A Thesis or Dissertation is a document that presents the author’s research and findings and is submitted in support of candidature for a degree or professional qualification. Thesis statements at the primary argument and it tells supervisors what you want to ascertain. It goes to all depth of topic throughout the thesis work and in the conclusion part, the topic and its finding are summarized. In this article, phdpro lists the PhD Dissertation or thesis format in detail to know how to write a thesis.

General PhD Dissertation/Thesis Format to Write a Thesis

ABSTRACT

  • Includes aspects of all parts of the paper. 
  • Introduction, Method, Results, and Discussions are part of it.
  • Is self-contained
  • A Reader can tell from the abstract alone what the paper is about ØUsually 120 words or less

Chapter 1: INTRODUCTION

  • Set the scene and problem statement. Introduce structure of thesis, state contributions.
    • States the problem the paper addresses.
    • Puts the problem in the theoretical context.
    • Cites earlier work on the problem.
    • States what the study will contribute to understanding the problem.
    • States the hypotheses of the study.

Chapter 2: BACKGROUND

  • Demonstrate wider appreciation (context). The study should motvate the fellow researchers.
  • The problem statement and the motivation state how you want the PhD to be judged – as engineering, scientific method, theory, philosophy, etc.

Chapter 3: RELATED WORK

  • Survey and critical assessment. Relation to your own work.
  • Extensive literature review will help you to address the research gap.

Chapter 4: METHODOLOGY

  • Discuss about the tools, techniques and the approach used to carry out the research and gather data.

General:

  • Another person could replicate your study
  • A reader could study and tell whether conclusions are valid
  • Everything is in the past tense
  • Covers: participants, apparatus, design, procedure etc.

Participants:

  • Describes the participants and their characteristics
  • Tells how the participants were selected
  • States what inducements were offered for participation
  • Lists species, strain, supplier, age, and other specifics of subjects

Materials:

  • Lists equipment, computer programs, questionnaires used.
  • If apparatus is specialized, refers to articles that describe it.
  • Describe custom equipment, programs, and the like.

Design:

  • This subsection appears only in a report of an experiment, not in a survey, observational study, or the like
  • Describes the logic of the experiments.
  • Lists variables and levels of independent variables.

Procedure:

  • Describes steps in carrying out design.
  • Procedure subsection may be incorporated into the design.
  • List methods of control, such as randomization.
  • Summarizes specialized instructions to participants.
  • Instructions may include a scale for response

Chapter 5-6:  Data

Data part is the important chapter for every researcher how looking for how to write a thesis. it includes Analysis, design, implementation and interpretation of results.

General:

  • Use only past tense

How the Data were handled:

  • Describes any transformations made on the data.
  • Explains any data that were eliminated from analysis

What was found:

  • States principal findings clearly.
  • Avoids description of individual subjects or individual data points.
  • Refers reader to table or figure, if applicable.
  • Doesn’t repeat detailed information found in the table.

Statistics:

  • Doesn’t let a description of statistics substitute for a description of results.
  • Names any statistic used and gives statistical significance of results (value of statistic, degrees of freedom, significance level).
  • Generally avoids describing trends or data points that are not statistically significant.

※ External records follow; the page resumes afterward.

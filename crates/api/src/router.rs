//! Shared application router builder.
//!
//! Provides [`build_app_router`] so both the production binary (`main.rs`)
//! and integration tests (`tests/common/mod.rs`) use the exact same
//! middleware stack.

use std::time::Duration;

use axum::http::{HeaderName, StatusCode};
use axum::Router;
use tower_http::catch_panic::CatchPanicLayer;
use tower_http::request_id::{MakeRequestUuid, PropagateRequestIdLayer, SetRequestIdLayer};
use tower_http::timeout::TimeoutLayer;
use tower_http::trace::{DefaultMakeSpan, DefaultOnResponse, TraceLayer};
use tracing::Level;

use crate::routes;
use crate::state::AppState;

/// Build the full application [`Router`] with all middleware layers.
///
/// The relay handler is mounted as the fallback so that every method and
/// path reaches it -- the filtering decision itself is routing-agnostic.
///
/// The middleware stack is applied bottom-up:
///
/// 1. Set request ID on incoming requests
/// 2. Structured request/response tracing
/// 3. Propagate request ID to response
/// 4. Request timeout
/// 5. Panic recovery (catch panics, return 500)
pub fn build_app_router(state: AppState) -> Router {
    let request_id_header = HeaderName::from_static("x-request-id");
    let request_timeout = Duration::from_secs(state.config.request_timeout_secs);

    Router::new()
        .fallback(routes::relay::handle)
        // -- Middleware stack (applied bottom-up) --
        // Panic recovery: catch panics and return 500.
        .layer(CatchPanicLayer::new())
        // Request timeout.
        .layer(TimeoutLayer::with_status_code(
            StatusCode::REQUEST_TIMEOUT,
            request_timeout,
        ))
        // Propagate request ID to response.
        .layer(PropagateRequestIdLayer::new(request_id_header.clone()))
        // Structured request/response tracing.
        .layer(
            TraceLayer::new_for_http()
                .make_span_with(DefaultMakeSpan::new().level(Level::INFO))
                .on_response(DefaultOnResponse::new().level(Level::INFO)),
        )
        // Set request ID on incoming requests.
        .layer(SetRequestIdLayer::new(request_id_header, MakeRequestUuid))
        // Shared state.
        .with_state(state)
}
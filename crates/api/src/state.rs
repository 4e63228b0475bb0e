use std::sync::Arc;

use crate::config::RelayConfig;
use crate::forward::Forwarder;

/// Shared application state available to all Axum handlers via `State<AppState>`.
///
/// This is cheaply cloneable (the config is behind `Arc`, the forwarder
/// clones its pooled HTTP client).
#[derive(Clone)]
pub struct AppState {
    /// Relay configuration.
    pub config: Arc<RelayConfig>,
    /// Outbound delivery to the Discord webhook endpoint.
    pub forwarder: Forwarder,
}
use std::net::SocketAddr;
use std::sync::Arc;
use std::time::Duration;

use tracing_subscriber::{layer::SubscriberExt, util::SubscriberInitExt};

use hookgate_api::config::RelayConfig;
use hookgate_api::forward::Forwarder;
use hookgate_api::router::build_app_router;
use hookgate_api::state::AppState;

#[tokio::main]
async fn main() {
    dotenvy::dotenv().ok();

    // --- Tracing ---
    tracing_subscriber::registry()
        .with(
            tracing_subscriber::EnvFilter::try_from_default_env()
                .unwrap_or_else(|_| "hookgate_api=debug,tower_http=debug".into()),
        )
        .with(tracing_subscriber::fmt::layer())
        .init();

    // --- Configuration ---
    let config = RelayConfig::from_env();
    tracing::info!(
        host = %config.host,
        port = %config.port,
        discord_base_url = %config.discord_base_url,
        "Loaded relay configuration"
    );

    // --- Forwarder ---
    let forwarder = Forwarder::new(
        config.discord_base_url.clone(),
        Duration::from_secs(config.forward_timeout_secs),
    );

    // --- App state ---
    let state = AppState {
        config: Arc::new(config.clone()),
        forwarder,
    };

    let app = build_app_router(state);

    let addr = SocketAddr::new(config.host.parse().expect("Invalid HOST"), config.port);
    tracing::info!("Starting server on {addr}");

    let listener = tokio::net::TcpListener::bind(addr)
        .await
        .expect("Failed to bind listener");
    axum::serve(listener, app)
        .with_graceful_shutdown(shutdown_signal())
        .await
        .expect("Server error");
}

/// Wait for a termination signal to initiate graceful shutdown.
///
/// Handles both SIGINT (Ctrl-C) and SIGTERM (on Unix) so the server
/// shuts down cleanly whether stopped interactively or by a process
/// manager (e.g. systemd, Docker, Kubernetes).
async fn shutdown_signal() {
    let ctrl_c = async {
        tokio::signal::ctrl_c()
            .await
            .expect("Failed to install Ctrl-C handler");
    };

    #[cfg(unix)]
    let terminate = async {
        tokio::signal::unix::signal(tokio::signal::unix::SignalKind::terminate())
            .expect("Failed to install SIGTERM handler")
            .recv()
            .await;
    };

    #[cfg(not(unix))]
    let terminate = std::future::pending::<()>();

    tokio::select! {
        () = ctrl_c => {
            tracing::info!("Received SIGINT (Ctrl-C), starting graceful shutdown");
        }
        () = terminate => {
            tracing::info!("Received SIGTERM, starting graceful shutdown");
        }
    }
}
//! The relay endpoint: classify one GitHub webhook delivery and either
//! forward it to Discord or acknowledge it without forwarding.
//!
//! Suppressed deliveries are answered with 203 Non-Authoritative
//! Information -- deliberately distinguishable from both success and
//! failure, meaning "accepted but intentionally not relayed".

use axum::body::Bytes;
use axum::extract::State;
use axum::http::{HeaderMap, Method, StatusCode, Uri};
use axum::response::{IntoResponse, Response};
use serde_json::Value;

use hookgate_core::classify::Classification;
use hookgate_core::emote::rewrite_emotes;

use crate::error::{AppError, AppResult};
use crate::state::AppState;

/// Header naming the kind of webhook event (`push`, `delete`, ...).
pub const EVENT_HEADER: &str = "x-github-event";

/// Fixed reply for non-POST requests (uptime probes, curious browsers).
pub const LIVENESS_REPLY: &str =
    "hookgate lives! Ignoring this request because it is not a POST.";

/// Fixed acknowledgement body for suppressed deliveries.
pub const SUPPRESSED_REPLY: &str = "Ignored by hookgate";

/// Hint returned when the path does not carry a webhook id and token.
pub const PATH_HINT: &str = "Make sure to specify webhook components like /:id/:token";

/// Relay entrypoint. Mounted as the router fallback so it sees every
/// method and path.
pub async fn handle(
    State(state): State<AppState>,
    method: Method,
    uri: Uri,
    headers: HeaderMap,
    body: Bytes,
) -> AppResult<Response> {
    // Don't apply any logic to non-POSTs.
    if method != Method::POST {
        return Ok(LIVENESS_REPLY.into_response());
    }

    // A wholly non-JSON body classifies as null: every flag reads false
    // and the delivery is forwarded as-is.
    let payload: Value = serde_json::from_slice(&body).unwrap_or(Value::Null);

    let event = headers.get(EVENT_HEADER).and_then(|v| v.to_str().ok());
    let sender = payload.pointer("/sender/login").and_then(Value::as_str);

    let class = Classification::classify(event, &payload);

    // Telemetry fields are emitted before the suppression branch so
    // ignored deliveries are just as visible as forwarded ones.
    tracing::info!(
        github_event = event.unwrap_or(""),
        sender = sender.unwrap_or(""),
        is_coveralls = class.is_coveralls,
        is_github_bot = class.is_github_bot,
        is_sentry = class.is_sentry,
        is_dependabot_branch_delete = class.is_dependabot_branch_delete,
        is_bot_pr_approve = class.is_bot_pr_approve,
        is_empty_review = class.is_empty_review,
        is_black_non_main_push = class.is_black_non_main_push,
        is_bot_payload = class.is_bot_payload(),
        is_noisy_user_action = class.is_noisy_user_action(),
        should_ignore = class.should_ignore(),
        "Classified webhook delivery"
    );

    if class.should_ignore() {
        return Ok(
            (StatusCode::NON_AUTHORITATIVE_INFORMATION, SUPPRESSED_REPLY).into_response(),
        );
    }

    let (id, token) = split_webhook_path(uri.path())
        .ok_or_else(|| AppError::BadRequest(PATH_HINT.to_string()))?;

    let text = String::from_utf8_lossy(&body);
    let outbound_body = rewrite_emotes(&text);

    state.forwarder.forward(id, token, &headers, outbound_body).await
}

/// Split `/{id}/{token}` into its two segments. Both must be non-empty;
/// anything past the first two segments is ignored.
fn split_webhook_path(path: &str) -> Option<(&str, &str)> {
    let mut segments = path.trim_start_matches('/').split('/');
    let id = segments.next().filter(|s| !s.is_empty())?;
    let token = segments.next().filter(|s| !s.is_empty())?;
    Some((id, token))
}

// ---------------------------------------------------------------------------
// Tests
// ---------------------------------------------------------------------------
pub mod relay;
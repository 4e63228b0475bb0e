//! Shared helpers for relay integration tests.
//!
//! `build_test_app` mirrors the router construction in `main.rs` so the
//! tests exercise the same middleware stack that production uses, and
//! `spawn_upstream` stands in for the Discord webhook endpoint on a real
//! local socket.

use std::sync::{Arc, Mutex};
use std::time::Duration;

use axum::body::Body;
use axum::extract::Request;
use axum::http::{Method, StatusCode};
use axum::response::Response;
use axum::Router;
use http_body_util::BodyExt;
use tower::ServiceExt;

use hookgate_api::config::RelayConfig;
use hookgate_api::forward::Forwarder;
use hookgate_api::router::build_app_router;
use hookgate_api::state::AppState;

/// Build a test `RelayConfig` pointing the forwarder at `discord_base_url`.
pub fn test_config(discord_base_url: &str) -> RelayConfig {
    RelayConfig {
        host: "127.0.0.1".to_string(),
        port: 0,
        discord_base_url: discord_base_url.to_string(),
        request_timeout_secs: 30,
        forward_timeout_secs: 5,
    }
}

/// Build the full application router with all middleware layers, forwarding
/// to the given upstream base URL.
pub fn build_test_app(discord_base_url: &str) -> Router {
    let config = test_config(discord_base_url);
    let forwarder = Forwarder::new(
        config.discord_base_url.clone(),
        Duration::from_secs(config.forward_timeout_secs),
    );

    let state = AppState {
        config: Arc::new(config),
        forwarder,
    };

    build_app_router(state)
}

// ---------------------------------------------------------------------------
// Mock Discord endpoint
// ---------------------------------------------------------------------------

/// One request captured by the mock Discord endpoint.
#[derive(Debug, Clone)]
pub struct CapturedRequest {
    pub path: String,
    pub query: Option<String>,
    pub body: String,
    pub github_event: Option<String>,
}

/// A stand-in Discord webhook endpoint listening on a real local socket.
pub struct MockDiscord {
    /// Base URL to hand to `build_test_app`.
    pub base_url: String,
    /// Every request the endpoint received, in arrival order.
    pub requests: Arc<Mutex<Vec<CapturedRequest>>>,
}

impl MockDiscord {
    /// The requests captured so far.
    pub fn captured(&self) -> Vec<CapturedRequest> {
        self.requests.lock().unwrap().clone()
    }
}

/// Spawn a mock upstream that records every request and answers with the
/// given status and body.
pub async fn spawn_upstream(status: StatusCode, reply: &'static str) -> MockDiscord {
    let requests: Arc<Mutex<Vec<CapturedRequest>>> = Arc::new(Mutex::new(Vec::new()));
    let captured = Arc::clone(&requests);

    let app = Router::new().fallback(move |req: Request| {
        let captured = Arc::clone(&captured);
        async move {
            let (parts, body) = req.into_parts();
            let bytes = body.collect().await.unwrap().to_bytes();
            captured.lock().unwrap().push(CapturedRequest {
                path: parts.uri.path().to_string(),
                query: parts.uri.query().map(String::from),
                body: String::from_utf8_lossy(&bytes).into_owned(),
                github_event: parts
                    .headers
                    .get("x-github-event")
                    .and_then(|v| v.to_str().ok())
                    .map(String::from),
            });
            (status, reply)
        }
    });

    let listener = tokio::net::TcpListener::bind("127.0.0.1:0")
        .await
        .expect("Failed to bind mock upstream");
    let addr = listener.local_addr().unwrap();
    tokio::spawn(async move {
        axum::serve(listener, app).await.unwrap();
    });

    MockDiscord {
        base_url: format!("http://{addr}"),
        requests,
    }
}

// ---------------------------------------------------------------------------
// Request helpers
// ---------------------------------------------------------------------------

/// Send a GET request to the app and return the response.
pub async fn get(app: Router, path: &str) -> Response {
    let request = Request::builder()
        .method(Method::GET)
        .uri(path)
        .body(Body::empty())
        .unwrap();
    app.oneshot(request).await.unwrap()
}

/// Send a POST with the given body and optional `X-GitHub-Event` header.
pub async fn post(app: Router, path: &str, event: Option<&str>, body: &str) -> Response {
    let mut builder = Request::builder()
        .method(Method::POST)
        .uri(path)
        .header("content-type", "application/json");
    if let Some(event) = event {
        builder = builder.header("x-github-event", event);
    }
    let request = builder.body(Body::from(body.to_string())).unwrap();
    app.oneshot(request).await.unwrap()
}

/// Collect a response body into a string.
pub async fn body_text(response: Response) -> String {
    let bytes = response.into_body().collect().await.unwrap().to_bytes();
    String::from_utf8_lossy(&bytes).into_owned()
}

/// Collect a response body and parse it as JSON.
pub async fn body_json(response: Response) -> serde_json::Value {
    let bytes = response.into_body().collect().await.unwrap().to_bytes();
    serde_json::from_slice(&bytes).expect("Response body must be valid JSON")
}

Chapter 7: CRITICAL ASSESSMENT OF OWN WORK

  • State hypothesis, and demonstrate precision, thoroughness, contribution, and comparison with closest rival.

DISCUSSION

  • Clearly states whether hypotheses were supported.
  • Interprets results.
  • Avoids introducing further results, except incidental to comparison with other published results.
  • Relates results to those of others.
  • Cites other work discussed.
  • Relates results to theory
  • Discusses limitations and weaknesses of results.
  • Avoids ad hoc explanations of difficulties.
  • Discusses implications for further research.
  • Suggests applications of findings, when appropriate.
  • Avoids undue speculation.
  • States conclusions in the present tense

Chapter 8: FURTHER WORK

  • Recommend further scope of your study based on the present work.

Chapter 9: SUMMARY CONCLUSIONS

  • Restate contribution and make conclusions.
  • The conclusion should solve the real-time problems.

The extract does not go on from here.